DIRECTIONS FOR THIS TASK: Return every line of the entries that includes the word "example".

MATERIAL FOR THIS EXERCISE:

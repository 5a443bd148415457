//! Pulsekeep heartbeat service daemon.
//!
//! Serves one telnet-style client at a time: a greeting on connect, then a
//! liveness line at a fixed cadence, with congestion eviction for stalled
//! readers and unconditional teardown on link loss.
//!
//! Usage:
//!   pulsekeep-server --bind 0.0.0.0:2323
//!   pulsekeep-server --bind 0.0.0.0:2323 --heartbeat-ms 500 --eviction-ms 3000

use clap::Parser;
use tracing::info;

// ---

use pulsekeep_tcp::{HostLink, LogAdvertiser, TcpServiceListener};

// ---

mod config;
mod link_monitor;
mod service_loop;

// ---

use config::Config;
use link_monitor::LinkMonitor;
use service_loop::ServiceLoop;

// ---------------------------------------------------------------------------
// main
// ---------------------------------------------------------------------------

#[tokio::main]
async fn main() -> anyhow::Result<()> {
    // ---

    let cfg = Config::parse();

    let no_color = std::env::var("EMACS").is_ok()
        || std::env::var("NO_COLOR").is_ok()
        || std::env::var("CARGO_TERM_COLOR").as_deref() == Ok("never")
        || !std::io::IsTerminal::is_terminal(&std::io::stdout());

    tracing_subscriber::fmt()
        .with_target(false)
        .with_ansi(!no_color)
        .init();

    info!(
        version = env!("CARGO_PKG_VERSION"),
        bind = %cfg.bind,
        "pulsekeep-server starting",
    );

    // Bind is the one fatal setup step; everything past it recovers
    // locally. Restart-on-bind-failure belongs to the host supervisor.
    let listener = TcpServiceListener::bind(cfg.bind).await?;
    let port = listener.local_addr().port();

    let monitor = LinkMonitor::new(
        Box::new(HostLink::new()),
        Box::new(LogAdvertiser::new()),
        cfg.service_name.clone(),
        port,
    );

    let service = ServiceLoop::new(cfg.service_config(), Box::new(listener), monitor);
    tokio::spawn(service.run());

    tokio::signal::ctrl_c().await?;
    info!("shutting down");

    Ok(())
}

...

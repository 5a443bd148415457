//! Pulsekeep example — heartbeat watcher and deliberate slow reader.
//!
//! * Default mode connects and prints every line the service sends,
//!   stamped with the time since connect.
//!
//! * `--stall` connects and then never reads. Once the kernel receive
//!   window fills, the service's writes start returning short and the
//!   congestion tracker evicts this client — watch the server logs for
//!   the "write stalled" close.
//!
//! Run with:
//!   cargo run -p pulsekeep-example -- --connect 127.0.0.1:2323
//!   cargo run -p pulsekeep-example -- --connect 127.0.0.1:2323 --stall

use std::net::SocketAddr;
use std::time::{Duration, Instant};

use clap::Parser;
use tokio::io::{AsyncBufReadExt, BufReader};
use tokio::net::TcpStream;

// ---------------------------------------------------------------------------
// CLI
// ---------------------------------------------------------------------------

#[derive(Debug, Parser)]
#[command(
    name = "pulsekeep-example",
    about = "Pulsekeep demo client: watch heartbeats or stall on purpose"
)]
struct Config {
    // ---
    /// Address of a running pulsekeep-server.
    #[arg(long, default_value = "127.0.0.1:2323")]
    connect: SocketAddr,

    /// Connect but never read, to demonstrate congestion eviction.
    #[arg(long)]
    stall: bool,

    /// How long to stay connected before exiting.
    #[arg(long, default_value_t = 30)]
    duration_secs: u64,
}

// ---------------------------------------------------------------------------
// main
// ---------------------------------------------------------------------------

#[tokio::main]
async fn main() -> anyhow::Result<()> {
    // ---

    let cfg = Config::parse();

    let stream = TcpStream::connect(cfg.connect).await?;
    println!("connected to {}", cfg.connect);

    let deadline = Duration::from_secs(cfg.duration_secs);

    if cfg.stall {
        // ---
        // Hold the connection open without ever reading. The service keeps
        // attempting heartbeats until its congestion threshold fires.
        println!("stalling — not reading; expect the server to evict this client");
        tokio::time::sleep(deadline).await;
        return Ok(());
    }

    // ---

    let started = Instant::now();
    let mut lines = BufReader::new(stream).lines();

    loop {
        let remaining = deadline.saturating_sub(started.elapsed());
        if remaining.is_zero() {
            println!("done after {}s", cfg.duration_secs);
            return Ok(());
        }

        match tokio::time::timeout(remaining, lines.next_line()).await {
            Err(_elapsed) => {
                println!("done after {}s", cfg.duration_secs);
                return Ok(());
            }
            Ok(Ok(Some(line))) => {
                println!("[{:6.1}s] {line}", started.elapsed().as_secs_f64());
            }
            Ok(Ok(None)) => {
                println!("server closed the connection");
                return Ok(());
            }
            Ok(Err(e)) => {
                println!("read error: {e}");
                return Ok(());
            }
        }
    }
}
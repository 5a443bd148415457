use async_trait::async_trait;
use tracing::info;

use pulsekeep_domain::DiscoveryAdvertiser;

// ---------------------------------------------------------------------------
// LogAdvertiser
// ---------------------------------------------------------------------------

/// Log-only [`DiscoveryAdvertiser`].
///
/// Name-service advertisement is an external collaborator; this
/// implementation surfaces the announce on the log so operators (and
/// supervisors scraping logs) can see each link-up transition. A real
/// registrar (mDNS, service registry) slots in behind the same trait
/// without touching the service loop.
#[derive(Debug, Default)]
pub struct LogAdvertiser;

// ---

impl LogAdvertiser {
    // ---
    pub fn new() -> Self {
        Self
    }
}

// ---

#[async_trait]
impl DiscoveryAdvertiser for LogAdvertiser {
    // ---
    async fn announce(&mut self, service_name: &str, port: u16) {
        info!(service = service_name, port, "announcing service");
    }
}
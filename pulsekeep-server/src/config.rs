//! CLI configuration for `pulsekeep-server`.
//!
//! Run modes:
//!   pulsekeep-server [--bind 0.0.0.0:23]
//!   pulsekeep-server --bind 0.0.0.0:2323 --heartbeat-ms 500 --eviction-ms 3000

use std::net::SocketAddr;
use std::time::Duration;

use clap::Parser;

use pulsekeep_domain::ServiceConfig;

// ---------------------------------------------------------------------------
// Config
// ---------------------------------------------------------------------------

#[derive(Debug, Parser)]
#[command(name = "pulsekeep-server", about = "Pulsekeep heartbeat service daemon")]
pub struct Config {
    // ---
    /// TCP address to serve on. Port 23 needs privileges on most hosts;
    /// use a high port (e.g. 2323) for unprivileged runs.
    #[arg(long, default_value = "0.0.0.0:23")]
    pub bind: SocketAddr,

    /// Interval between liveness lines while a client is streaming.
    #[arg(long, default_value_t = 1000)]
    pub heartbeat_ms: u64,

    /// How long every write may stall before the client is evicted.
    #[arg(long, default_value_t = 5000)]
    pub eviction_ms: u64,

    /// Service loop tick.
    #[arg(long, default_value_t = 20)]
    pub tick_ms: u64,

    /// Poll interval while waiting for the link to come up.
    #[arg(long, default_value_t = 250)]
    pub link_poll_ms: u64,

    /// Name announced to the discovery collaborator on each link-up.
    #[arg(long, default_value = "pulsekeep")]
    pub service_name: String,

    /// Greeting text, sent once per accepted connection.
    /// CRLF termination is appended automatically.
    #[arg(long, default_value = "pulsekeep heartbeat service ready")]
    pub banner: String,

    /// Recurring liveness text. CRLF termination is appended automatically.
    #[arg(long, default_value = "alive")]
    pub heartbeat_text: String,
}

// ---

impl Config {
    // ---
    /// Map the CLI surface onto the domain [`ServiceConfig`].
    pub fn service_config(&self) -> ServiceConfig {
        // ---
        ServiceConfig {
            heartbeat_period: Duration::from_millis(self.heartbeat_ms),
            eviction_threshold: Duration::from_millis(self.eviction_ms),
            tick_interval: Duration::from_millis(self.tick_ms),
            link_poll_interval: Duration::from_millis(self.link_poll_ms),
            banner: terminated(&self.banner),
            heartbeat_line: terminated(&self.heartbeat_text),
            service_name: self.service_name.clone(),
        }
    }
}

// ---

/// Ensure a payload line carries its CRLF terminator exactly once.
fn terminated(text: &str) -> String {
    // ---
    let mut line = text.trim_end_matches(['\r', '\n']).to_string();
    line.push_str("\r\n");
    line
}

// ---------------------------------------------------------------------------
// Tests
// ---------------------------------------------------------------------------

RESPONSE AREA:
//! Pulsekeep example — heartbeat watcher and deliberate slow reader.
//!   cargo run -p pulsekeep-example -- --connect 127.0.0.1:2323
//!   cargo run -p pulsekeep-example -- --connect 127.0.0.1:2323 --stall
    name = "pulsekeep-example",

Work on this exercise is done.